15. Bölüm " Ziyaret "

632 25 5
                                    

Bölüm Şarkısı: Asala Nasri -Ethenneby
Iyi okumalar ~

Ahmed'in sorusuyla içimde bir yerlerde ona acımıştım. Ama benim onu sevmemi bu kadar içerlediğini bilmiyordum. Peki der gibi ümitsiz bir bakış attıktan sonra yola dönmüştü. Cevap vermediğim soruyla da hepimiz sessiz kalmıştık.
•••

Araba yolculuğundan sonra eve geldiğimizde aynı Esma Ablanın dediği gibi olmuştu. Ev hınca hınç doluydu. Ilk geldiğimiz günkü gibiydi. Hala bekar olduğum zaman ki gibi...

Bir düşündüm de bende onların yanında olsam buraya sadece ziyaret için gelip geri gidecek bir yabancı olsam ne olurdu. Annemin her sabah koğuş kaldırır gibi bazı sabahta süpürgenin bülbül sesiyle bizi en geç saat 8'de uyandırması, evin her köşesine yayılan mücver kokuları, menemen yapmadığı için şükretmem ve hemen kalkıp yüzümü sildikten sonra elimde kalan suyu Fatih'in gözlüklü yüzüne atmam sinirle yanımda bitmesi...

Çok güzel bir evlilik geçirmesemde güzel bir gençlik dönemi geçirdiğim için şükrediyordum. Hayatımın bir kısmında onlar adına ölecek kadar sevdiğim insanlarla dolu dolu geçirdiğim günler bana bu hayatımda sabretmemin en büyük sebebiydi.

Belki alışmanın da sebebi olabilirdi kim bilir ?

Aramızda öyle garip bir iletişim vardı ki eve gelenler bizim aramızdaki atışmaları izlerken bir futbol maçını izler gibi saniye saniye takip etmek zorunda kalırdı. Her saniye birbirine atılan laflar ve başkası üzerinden yapılan esprilerle konyalı bir reality şovunu andırıyorduk.

•••

Annemleri içeri aldığımızda Esma Ablaya en kötü bakışlarımı gönderiyordum. Bu kadar da olmamalıydı annemleri ben burda sarılmaya bıraksam akşam anca bana sıra gelirdi. Ondan sonra yok yorulduk biz yatalım yok sabahtan beri uyanığız kalkalım artık faslı ve kapanış...

Bu korkunç öngörümü bir kenara bırakıp aklıma gelen ilk fikri hemen işleve soktum.

Sesimi en yüksek tonda çıkarıp "Hanımlar annemler grip birde havalimanından geldirler orda bir ton insan var Allah bilir hangi tür virüs bulaştı onlara isterseniz sarılmayın. Hem hepimize bulaşır sonra mazaallah" demiştim. Herkesten "aaa oooo" sesleri yükselirken kadınlar annemlerden yavaş yavaş uzaklaşıyordu
.
Planımın işe yaramasıyla pispis sırıtmıştım.

Babanne ise bakışlarını benden çekmeden gözümün en içine ne yaptığının farkındayım gelin der gibi bakıyordu. Yakalanmıştım.

Hal hatır sorma faslı bittikten sonra Merve bana dönüp o imalı ses tonuyla konuştu " Enişte beyde pek yakışıklıymış. Maşallah."
Hemen cevap verdim

"Aa, sus yav elemtera fiş kem gözlere şiş."

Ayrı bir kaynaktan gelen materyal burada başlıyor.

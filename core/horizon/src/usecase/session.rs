//! セッションストア（1 回の起動の間だけ生きる状態）
//!
//! 画面状態・選択中の言語/カテゴリ・入力・表示中の結果・履歴・お気に入りを持つ。
//! 変更は状態機械からのみ行い、どの操作も失敗しない。
//! 分析ラウンドごとに世代トークンを発行し、現在のトークンと一致する完了だけを受け付ける。

use crate::domain::{
    AnalysisCategory, AnalysisResult, Favorites, History, HistoryEntry, Language, ViewMode,
};

/// 分析ラウンドの世代トークン
#[derive(Debug, Clone, Copy, PartialEq, Eq)]
pub struct RoundToken(u64);

impl RoundToken {
    pub fn generation(&self) -> u64 {
        self.0
    }
}

#[derive(Debug, Default)]
pub struct SessionStore {
    mode: ViewMode,
    language: Option<Language>,
    category: Option<AnalysisCategory>,
    input: String,
    result: Option<AnalysisResult>,
    viewer_open: bool,
    history: History,
    favorites: Favorites,
    generation: u64,
    active_round: Option<RoundToken>,
}

impl SessionStore {
    /// 空の履歴・お気に入りで LANG_SELECT から始める
    pub fn new() -> Self {
        Self::default()
    }

    pub fn mode(&self) -> ViewMode {
        self.mode
    }

    pub fn language(&self) -> Option<Language> {
        self.language
    }

    pub fn category(&self) -> Option<AnalysisCategory> {
        self.category
    }

    pub fn input(&self) -> &str {
        &self.input
    }

    pub fn result(&self) -> Option<&AnalysisResult> {
        self.result.as_ref()
    }

    /// 分析の応答待ちか
    pub fn is_loading(&self) -> bool {
        self.active_round.is_some()
    }

    pub fn is_viewer_open(&self) -> bool {
        self.viewer_open
    }

    pub fn history(&self) -> &History {
        &self.history
    }

    pub fn favorites(&self) -> &Favorites {
        &self.favorites
    }

    pub(crate) fn set_mode(&mut self, mode: ViewMode) {
        self.mode = mode;
    }

    pub(crate) fn set_language(&mut self, language: Option<Language>) {
        self.language = language;
    }

    pub(crate) fn set_category(&mut self, category: Option<AnalysisCategory>) {
        self.category = category;
    }

    pub(crate) fn set_input(&mut self, input: impl Into<String>) {
        self.input = input.into();
    }

    pub(crate) fn clear_input(&mut self) {
        self.input.clear();
    }

    pub(crate) fn set_viewer_open(&mut self, open: bool) {
        self.viewer_open = open;
    }

    /// 新しいラウンドを始め、そのトークンを返す。以前のトークンは無効になる。
    pub(crate) fn begin_round(&mut self) -> RoundToken {
        self.generation += 1;
        let token = RoundToken(self.generation);
        self.active_round = Some(token);
        token
    }

    /// token が現在のラウンドのものか
    pub fn is_current_round(&self, token: RoundToken) -> bool {
        self.active_round == Some(token)
    }

    pub(crate) fn finish_round(&mut self) {
        self.active_round = None;
    }

    /// 結果を丸ごと置き換える
    pub(crate) fn replace_result(&mut self, result: Option<AnalysisResult>) {
        self.result = result;
    }

    pub(crate) fn push_history(&mut self, entry: HistoryEntry) {
        self.history.push(entry);
    }

    /// 追加した場合に true
    pub(crate) fn toggle_favorite(&mut self, term: &str) -> bool {
        self.favorites.toggle(term)
    }

    /// 言語・カテゴリ・入力・結果を消して LANG_SELECT へ。
    /// 進行中のラウンドも無効にする。履歴・お気に入り・ビューワの開閉は残す。
    pub(crate) fn reset(&mut self) {
        self.language = None;
        self.category = None;
        self.input.clear();
        self.result = None;
        self.active_round = None;
        self.mode = ViewMode::LangSelect;
    }
}

#[cfg(test)]
mod tests {
    use super::*;

    #[test]
    fn test_new_store_is_empty_lang_select() {
        let s = SessionStore::new();
        assert_eq!(s.mode(), ViewMode::LangSelect);
        assert!(s.language().is_none());
        assert!(s.category().is_none());
        assert!(s.result().is_none());
        assert!(!s.is_loading());
        assert!(!s.is_viewer_open());
        assert!(s.history().is_empty());
        assert!(s.favorites().is_empty());
    }

    #[test]
    fn test_begin_round_invalidates_previous_token() {
        let mut s = SessionStore::new();
        let first = s.begin_round();
        let second = s.begin_round();
        assert_ne!(first, second);
        assert!(!s.is_current_round(first));
        assert!(s.is_current_round(second));
        assert!(s.is_loading());
        s.finish_round();
        assert!(!s.is_current_round(second));
        assert!(!s.is_loading());
    }

    #[test]
    fn test_reset_keeps_history_and_favorites() {
        let mut s = SessionStore::new();
        s.set_language(Some(Language::English));
        s.set_category(Some(AnalysisCategory::Grammar));
        s.set_input("Inversion");
        s.set_mode(ViewMode::WordInput);
        s.push_history(HistoryEntry {
            term: "Heart".to_string(),
            category: AnalysisCategory::WordFormation,
            timestamp_ms: 1,
        });
        s.toggle_favorite("Heart");
        let token = s.begin_round();
        s.set_viewer_open(true);

        s.reset();

        assert_eq!(s.mode(), ViewMode::LangSelect);
        assert!(s.language().is_none());
        assert!(s.category().is_none());
        assert_eq!(s.input(), "");
        assert!(!s.is_current_round(token));
        assert_eq!(s.history().len(), 1);
        assert!(s.favorites().contains("Heart"));
        assert!(s.is_viewer_open());
    }
}
//! テスト用のスタブポートと、状態機械を同期的に回すハーネス

use std::sync::atomic::{AtomicU64, Ordering};
use std::sync::{Arc, Mutex};

use crate::adapter::stub_generation::ScriptedGeneration;
use crate::adapter::terminal::{interpret, UiCommand, ViewerTab};
use crate::domain::{AnalysisCategory, Language, VoiceConfig};
use crate::ports::outbound::SpeechPlayer;
use crate::usecase::{
    Action, AnalysisClient, Effect, SessionStore, TransientSignature, ViewStateMachine,
};
use common::error::Error;
use common::ports::outbound::{Clock, Log, LogRecord};

/// 固定時刻（advance で進める）
pub struct FixedClock(AtomicU64);

impl FixedClock {
    pub fn new(ms: u64) -> Self {
        Self(AtomicU64::new(ms))
    }

    pub fn advance(&self, ms: u64) {
        self.0.fetch_add(ms, Ordering::SeqCst);
    }
}

impl Clock for FixedClock {
    fn now_ms(&self) -> u64 {
        self.0.load(Ordering::SeqCst)
    }
}

#[derive(Default)]
pub struct RecordingLog {
    records: Mutex<Vec<LogRecord>>,
}

impl RecordingLog {
    pub fn records(&self) -> Vec<LogRecord> {
        self.records.lock().unwrap().clone()
    }

    pub fn messages(&self) -> Vec<String> {
        self.records().into_iter().map(|r| r.message).collect()
    }
}

impl Log for RecordingLog {
    fn log(&self, record: &LogRecord) -> Result<(), Error> {
        self.records.lock().unwrap().push(record.clone());
        Ok(())
    }
}

#[derive(Default)]
pub struct RecordingSpeech {
    spoken: Mutex<Vec<(String, VoiceConfig)>>,
}

impl RecordingSpeech {
    pub fn spoken(&self) -> Vec<String> {
        self.spoken.lock().unwrap().iter().map(|(t, _)| t.clone()).collect()
    }
}

impl SpeechPlayer for RecordingSpeech {
    fn speak(&self, text: &str, voice: &VoiceConfig) {
        self.spoken
            .lock()
            .unwrap()
            .push((text.to_string(), voice.clone()));
    }
}

/// WORD_FORMATION の応答（wordFamily あり）
pub fn word_reply(term: &str) -> String {
    serde_json::json!({
        "word": term,
        "category": "WORD_FORMATION",
        "greeting": "Yes yes! Let's look at this word!",
        "pronunciation": "/hɑːt/",
        "definition": "The organ that pumps blood.",
        "etymology": "Old English heorte.",
        "wordFamily": [
            {"form": "heart", "level": "A1", "meaning": "trái tim"},
            {"form": "hearty", "level": "B2", "meaning": "nồng nhiệt", "morphology": "-y: tính chất", "register": "Informal"},
            {"form": "heartless", "level": "C1", "meaning": "nhẫn tâm", "morphology": "-less: không có"}
        ],
        "nookLibrary": [],
        "twinFlowers": [{"synonym": "core", "explanation": "center of something"}],
        "oppositeStones": ["periphery"],
        "soundEffect": "*Thump thump* 💓",
        "example": "Tom Nook has a heart of gold.",
        "trickyPairs": [{"word": "hearty", "difference": "warm vs. heartily"}],
        "quiz": {"question": "Which word means cruel?", "options": ["hearty", "heartless"], "correctAnswer": "heartless"}
    })
    .to_string()
}

/// GRAMMAR の応答
pub fn grammar_reply(topic: &str) -> String {
    serde_json::json!({
        "word": topic,
        "greeting": "Hoo! Grammar time!",
        "pronunciation": "",
        "definition": "Inversion swaps the subject and the auxiliary.",
        "etymology": "",
        "wordFamily": [],
        "nookLibrary": [],
        "twinFlowers": [],
        "oppositeStones": [],
        "soundEffect": "",
        "example": "",
        "grammar": {
            "topic": "Inversion",
            "quickMap": ["Never + aux + S + V", "Only then + aux + S + V"],
            "memoryTrick": "Negative first, helper jumps!",
            "expertTrap": "Do not invert after 'not only' in the second clause.",
            "practice": {
                "mcq": {"question": "Never ___ such a sight.", "options": ["I have seen", "have I seen"], "correctAnswer": "have I seen"},
                "rewrite": {"question": "I had hardly arrived when it rained.", "correctAnswer": "Hardly had I arrived when it rained."}
            }
        }
    })
    .to_string()
}

/// 接続系の失敗（再試行対象）
pub fn transient_error() -> Error {
    Error::http("error sending request for url (https://generativelanguage.googleapis.com/): connection reset")
}

/// 状態機械と分析クライアントを同期的につなぐハーネス
pub struct Harness {
    pub machine: ViewStateMachine,
    pub client: AnalysisClient,
    pub generation: Arc<ScriptedGeneration>,
    pub clock: Arc<FixedClock>,
    pub log: Arc<RecordingLog>,
    pub store: SessionStore,
    /// これまでに出た副作用（StartAnalysis も含む）
    pub effects: Vec<Effect>,
}

impl Harness {
    pub fn new(replies: Vec<Result<String, Error>>) -> Self {
        let generation = Arc::new(ScriptedGeneration::new(replies));
        let clock = Arc::new(FixedClock::new(1_700_000_000_000));
        let log = Arc::new(RecordingLog::default());
        let client = AnalysisClient::new(
            generation.clone(),
            TransientSignature::new().unwrap(),
            log.clone(),
        );
        let machine = ViewStateMachine::new(clock.clone(), log.clone());
        Self {
            machine,
            client,
            generation,
            clock,
            log,
            store: SessionStore::new(),
            effects: Vec::new(),
        }
    }

    /// 操作を適用する。分析が始まったらその場で実行して完了まで進める。
    pub fn send(&mut self, action: Action) {
        let effects = self.machine.dispatch(&mut self.store, action);
        self.settle(effects);
    }

    /// 入力欄に書いて送信する
    pub fn submit(&mut self, text: &str) {
        self.send(Action::EditInput(text.to_string()));
        self.send(Action::Submit);
    }

    /// 1 行を画面の入力として解釈し、得られた操作を適用する
    pub fn type_line(&mut self, line: &str) {
        let commands = interpret(line, &self.store, ViewerTab::History);
        for command in commands {
            if let UiCommand::Action(action) = command {
                self.send(action);
            }
        }
    }

    pub fn choose(&mut self, language: Language, category: AnalysisCategory) {
        self.send(Action::SelectLanguage(language));
        self.send(Action::SelectCategory(category));
    }

    fn settle(&mut self, effects: Vec<Effect>) {
        for effect in effects {
            self.effects.push(effect.clone());
            if let Effect::StartAnalysis { token, request } = effect {
                let outcome = self.client.analyze(&request);
                let follow_up = self.machine.complete(&mut self.store, token, outcome);
                self.settle(follow_up);
            }
        }
    }
}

"Turnayı gözünden vurmuşsunuz Kalfa"

Kalfa mı ? Uzun zaman sonra ilk defa biri bana böyle seslenmişti. O bana Nigar Kalfa der bende ona Süklüm Ağa, aramızdaki bu hitapların sebebi tabi ki de Muhteşem Yüzyıl'dı.

Her ergenin yaptığı gibi bizde buluşalım ayağına internetin dibine indiğimiz bir günde Merve cips tabaklarını tekrar doldurmak için mutfağa gitmişti. Bende gelen mesajla onun telefonuna baktığımda Muhteşem Yüzyıl bataklığına düştüğünü gördüm. Aramalar beni benden alıyordu. "Süklüm ağa taklit Hürrem, Hürrem sesi nasıl yapılır, Hayaller Malkoçoğlu gerçekler rüstem" bunlara bakarken yanımdaki telefonda da aynı aramaların olduğunu hatırladım. Meğerse biz sırası sırasına aynı videoları izliyormuşuz.

Merve gelince onunla iyi bir dalga geçip ona Süklüm Ağa demeye başlamıştım. Oda benim telefonumu elimden çekip bakınca ondan farksız olduğumu anlayıp bana Nigar Kalfa demişti. Bundan sonra birbirimizle her geyik muhabbeti yaptığımızda birbirimize böyle seslenir olmuştuk.